May 22, 2018 · 8 comments
Flavio Berthoud (Brasil)
If Governments are interested in reducing 60% the emission of PM and Pollutant Gases the industrial process generates when using all kind of fossil fuels, like oil, gas, coal and iron ore, it should contact who has the technology Selective Switching that allows this reduction. * Performing the1st Upgrade in an industrial ESP installed in Vitória/ES - Brasil, with partial conclusion scheduled for Oct/18. * This ESP Upgrade will allow to retain 100% of PM 0.1 micron to PM 10 micron which is currently not retained.

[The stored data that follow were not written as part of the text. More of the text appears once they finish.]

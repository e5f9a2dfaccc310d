pub(crate) mod dialog;
pub(crate) mod home;
pub(crate) mod list;
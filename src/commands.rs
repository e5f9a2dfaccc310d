use crate::error::{Error, Result};

use combine::error::ParseError;
use combine::parser::char::{digit, space, spaces, string};
use combine::{
    any, attempt, choice, eof, many1, skip_many1, stream::position, EasyParser, Parser, Stream,
};

/// A line typed into the command bar. Row numbers are 1-based, as displayed.
#[derive(Debug, Clone, PartialEq, Eq)]
pub(crate) enum Command {
    Add(String),
    Toggle(usize),
    Delete(usize),
    Rename(String),
    Theme(String),
    Exit,
}

impl Command {
    /// Zero-based store index for row commands. Row 0 maps to no task.
    pub(crate) fn index(row: usize) -> Option<usize> {
        row.checked_sub(1)
    }
}

fn keyword<Input>(long: &'static str, short: &'static str) -> impl Parser<Input, Output = ()>
where
    Input: Stream<Token = char>,
    Input::Error: ParseError<Input::Token, Input::Range, Input::Position>,
{
    attempt(string(long)).or(string(short)).map(|_| ())
}

fn rest<Input>() -> impl Parser<Input, Output = String>
where
    Input: Stream<Token = char>,
    Input::Error: ParseError<Input::Token, Input::Range, Input::Position>,
{
    skip_many1(space())
        .with(many1::<String, _, _>(any()))
        .map(|s| s.trim_end().to_string())
}

fn row<Input>() -> impl Parser<Input, Output = usize>
where
    Input: Stream<Token = char>,
    Input::Error: ParseError<Input::Token, Input::Range, Input::Position>,
{
    // Numbers too large for usize can only name rows that do not exist.
    skip_many1(space())
        .with(many1::<String, _, _>(digit()))
        .skip(spaces())
        .map(|s| s.parse::<usize>().unwrap_or(usize::MAX))
}

fn command<Input>() -> impl Parser<Input, Output = Command>
where
    Input: Stream<Token = char>,
    Input::Error: ParseError<Input::Token, Input::Range, Input::Position>,
{
    let exit = choice((attempt(string("done")), attempt(string("quit")), string("q")))
        .skip(spaces())
        .skip(eof())
        .map(|_| Command::Exit);

    choice((
        attempt(exit),
        attempt(keyword("add", "a").with(rest()).map(Command::Add)),
        attempt(keyword("toggle", "x").with(row()).map(Command::Toggle)),
        attempt(keyword("delete", "d").with(row()).map(Command::Delete)),
        attempt(keyword("rename", "r").with(rest()).map(Command::Rename)),
        attempt(keyword("theme", "t").with(rest()).map(Command::Theme)),
    ))
    .skip(eof())
}

pub(crate) fn parse_command(input: &str) -> Result<Command> {
    let input = input.trim();
    command()
        .easy_parse(position::Stream::new(input))
        .map(|(c, _)| c)
        .map_err(|e| Error::Command(format!("Could not parse '{input}': {e}")))
}
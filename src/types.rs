use std::fmt::Display;

use chrono::{DateTime, Utc};

/// Completion state of a task. A completion time exists only for done tasks.
#[derive(Debug, Clone, Copy, PartialEq, Eq, Default)]
pub(crate) enum TaskStatus {
    #[default]
    Pending,
    Done(DateTime<Utc>),
}

impl Display for TaskStatus {
    fn fmt(&self, f: &mut std::fmt::Formatter<'_>) -> std::fmt::Result {
        let c = match self {
            TaskStatus::Pending => ' ',
            TaskStatus::Done(_) => 'x',
        };
        write!(f, "[{c}]")
    }
}

#[derive(Debug, Clone, PartialEq, Eq)]
pub(crate) struct Task {
    pub(crate) description: String,
    pub(crate) status: TaskStatus,
    pub(crate) created: DateTime<Utc>,
}

impl Task {
    pub(crate) fn new(description: String, created: DateTime<Utc>) -> Self {
        Task {
            description,
            status: TaskStatus::Pending,
            created,
        }
    }

    pub(crate) fn is_done(&self) -> bool {
        matches!(self.status, TaskStatus::Done(_))
    }

    #[cfg(test)]
    pub(crate) fn completed(&self) -> Option<DateTime<Utc>> {
        match self.status {
            TaskStatus::Done(at) => Some(at),
            TaskStatus::Pending => None,
        }
    }

    /// Flips the status. The completion time never precedes `created`.
    pub(crate) fn toggle(&mut self, now: DateTime<Utc>) {
        self.status = match self.status {
            TaskStatus::Pending => TaskStatus::Done(now.max(self.created)),
            TaskStatus::Done(_) => TaskStatus::Pending,
        };
    }
}
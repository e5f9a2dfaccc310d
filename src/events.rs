use crate::error::Result;
use crossterm::event::{self, Event};
use std::time::Duration;

/// Upper bound on how long the UI waits for input before servicing the ticker.
pub(crate) const INPUT_POLL: Duration = Duration::from_millis(100);

pub(crate) trait EventSource {
    /// Waits up to `timeout` for the next input event.
    fn next_event(&mut self, timeout: Duration) -> Result<Option<Event>>;
}

pub(crate) struct TerminalEvents;

impl EventSource for TerminalEvents {
    fn next_event(&mut self, timeout: Duration) -> Result<Option<Event>> {
        if event::poll(timeout)? {
            Ok(Some(event::read()?))
        } else {
            Ok(None)
        }
    }
}


#[cfg(test)]
mod tests {
    use super::{testing::ScriptedEvents, EventSource, INPUT_POLL};
    use crate::error::Error;
    use crossterm::event::KeyCode;
    use std::io::ErrorKind;

    #[test]
    fn scripted_events_replay_then_fail_with_eof() {
        let mut events = ScriptedEvents::new().key(KeyCode::Char('q'));
        assert!(matches!(events.next_event(INPUT_POLL), Ok(Some(_))));
        assert_eq!(events.remaining(), 0);
        assert!(matches!(
            events.next_event(INPUT_POLL),
            Err(Error::Io(e)) if e.kind() == ErrorKind::UnexpectedEof
        ));
    }
}
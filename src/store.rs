use crate::types::Task;
use chrono::{DateTime, Utc};
use log::debug;

/// Ordered, in-memory task list. Positions are the only task identity, so
/// removing a task shifts every later index down by one.
#[derive(Debug, Default)]
pub(crate) struct TaskStore {
    tasks: Vec<Task>,
    high_water: usize,
    first_created: Option<DateTime<Utc>>,
}

impl TaskStore {
    pub(crate) fn new() -> Self {
        Self::default()
    }

    /// Appends a pending task. Blank descriptions are declined with `None`.
    pub(crate) fn add(&mut self, description: &str, now: DateTime<Utc>) -> Option<usize> {
        let description = description.trim_end_matches(['\r', '\n']);
        if description.trim().is_empty() {
            debug!("Declined blank task description");
            return None;
        }
        self.tasks.push(Task::new(description.to_string(), now));
        self.high_water = self.high_water.max(self.tasks.len());
        self.first_created.get_or_insert(now);
        let index = self.tasks.len() - 1;
        debug!("Added task {index}: {description:?}");
        Some(index)
    }

    pub(crate) fn toggle(&mut self, index: usize, now: DateTime<Utc>) -> Option<&Task> {
        let task = self.tasks.get_mut(index)?;
        task.toggle(now);
        debug!("Toggled task {index}, now {}", task.status);
        Some(task)
    }

    /// Removes the task at `index`. Callers confirm with the user first.
    pub(crate) fn remove(&mut self, index: usize) -> Option<Task> {
        if index >= self.tasks.len() {
            return None;
        }
        let task = self.tasks.remove(index);
        debug!("Removed task {index}: {:?}", task.description);
        Some(task)
    }

    pub(crate) fn get(&self, index: usize) -> Option<&Task> {
        self.tasks.get(index)
    }

    pub(crate) fn tasks(&self) -> &[Task] {
        &self.tasks
    }

    pub(crate) fn len(&self) -> usize {
        self.tasks.len()
    }

    #[cfg(test)]
    pub(crate) fn is_empty(&self) -> bool {
        self.tasks.is_empty()
    }

    pub(crate) fn completed_count(&self) -> usize {
        self.tasks.iter().filter(|t| t.is_done()).count()
    }

    /// Earliest creation time among the tasks currently present.
    pub(crate) fn earliest_created(&self) -> Option<DateTime<Utc>> {
        self.tasks.iter().map(|t| t.created).min()
    }

    /// Creation time of the first task added this session, even if deleted.
    pub(crate) fn first_created(&self) -> Option<DateTime<Utc>> {
        self.first_created
    }

    /// Largest number of tasks held at once during this session.
    pub(crate) fn high_water(&self) -> usize {
        self.high_water
    }
}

The mass of particulate that will be retained represents 60% of all current pollution released into the atmosphere. * Parallel to this, it is being initiated the construction of the 1st ESP containing the Selective Switching technology, which will be the ESP-SS. * Is under evaluation the use of an device, the ACI - Activated Carbon Injector - that will be installed in the ESP-SS, transforming it into the industrial filter ESP-SS/ACI. * This ESP-SS/ACI, able to filter and retain 100% of PM 0.1 micron to PM 10 micron, will also be capable of filtering and retaining an immense amount of Gases produced in industrial processes, which today require retention systems of post-treatment, usually complex and very expensive. * In a 2nd stage, with the improvement of Relay LP 100 KV, the ESP-SS/ACI will be able to retain 98% of the total of the current mass of PMs and gases released into the atmosphere, since PMs less than 0.1 microns will also be withheld.
karen (chicago il)
Coal fired plants harming the unborn resulting in premature births and the related costly health issues. In the Business Day section of today's paper, the article on page 1 by Emily Flitter discusses the top banks bankrolling coal businesses. The trump administration already supports the coal business. Unborn at risk and facing ills after birth with the blessing of the others making $$$$.
Pete (Houston)
There was a study published several years ago in the Journal of the Autism Society of America that showed statistically that the closer you lived to a coal fired power plant in Texas, the greater were the chances that you would give birth to a child with autism. It would be valuable and scientifically beneficial if similar studies were performed for coal burning power plants in other states, such as Kentucky and West Virginia. One wonders if the data already exists and simply needs to be retrieved and collated.
Wind Surfer (Florida)
Though there are many pollutants from power plants, mercury is the very toxic substance causing all the kind of health issues including birth-related problems, similar to Nichols Bakalar’ article on mercury in the fish. Vaporized mercury is also found in the oil and gas producing area. Recent article about a runner encountered a mysterious and neurological illness is, I believe, also caused by vapourized mercury, though many reader doctors listed all the kind of causes. None of them guessed the cause mercury as I expected. Medical schools do not teach these doctors about metal and chemical toxicity much, I guess. How many doctors can treat people suffering from Persistent Organic Polutants (POP), a typical modern-day illness from pollution?
Wind Surfer (Florida)
"A Runner’s Mysterious Illness, With Her Dad at Her Side" NY Times https://www.nytimes.com/2018/04/04/well/live/runner-cross-country-myster... My observation: 1. It seems that she is from Oklahoma, an oil/natural gas producing area. 2. All symptoms she mentions lead to mercury poisoning that I learned from more than ten experts. 3. No doctors could not treat her....... A typical case that most of the doctors, generalists or specialists, have no training of detoxification of heavy metals. This is the scary situation that we are all exposed to without realizing.
M (Washington)
Yet another reason to go with clean energy - solar and wind.
Jocelyn (Australia)
Hi Nicholas, I think you've got your link to the original article wrong. It links to article about fertility in the journal Environmental Health. Here is the correct link! https://academic.oup.com/aje/advance-article/doi/10.1093/aje/kwy110/4996680
Kelley (Rhode Island)
I was just coming here to make the same comment!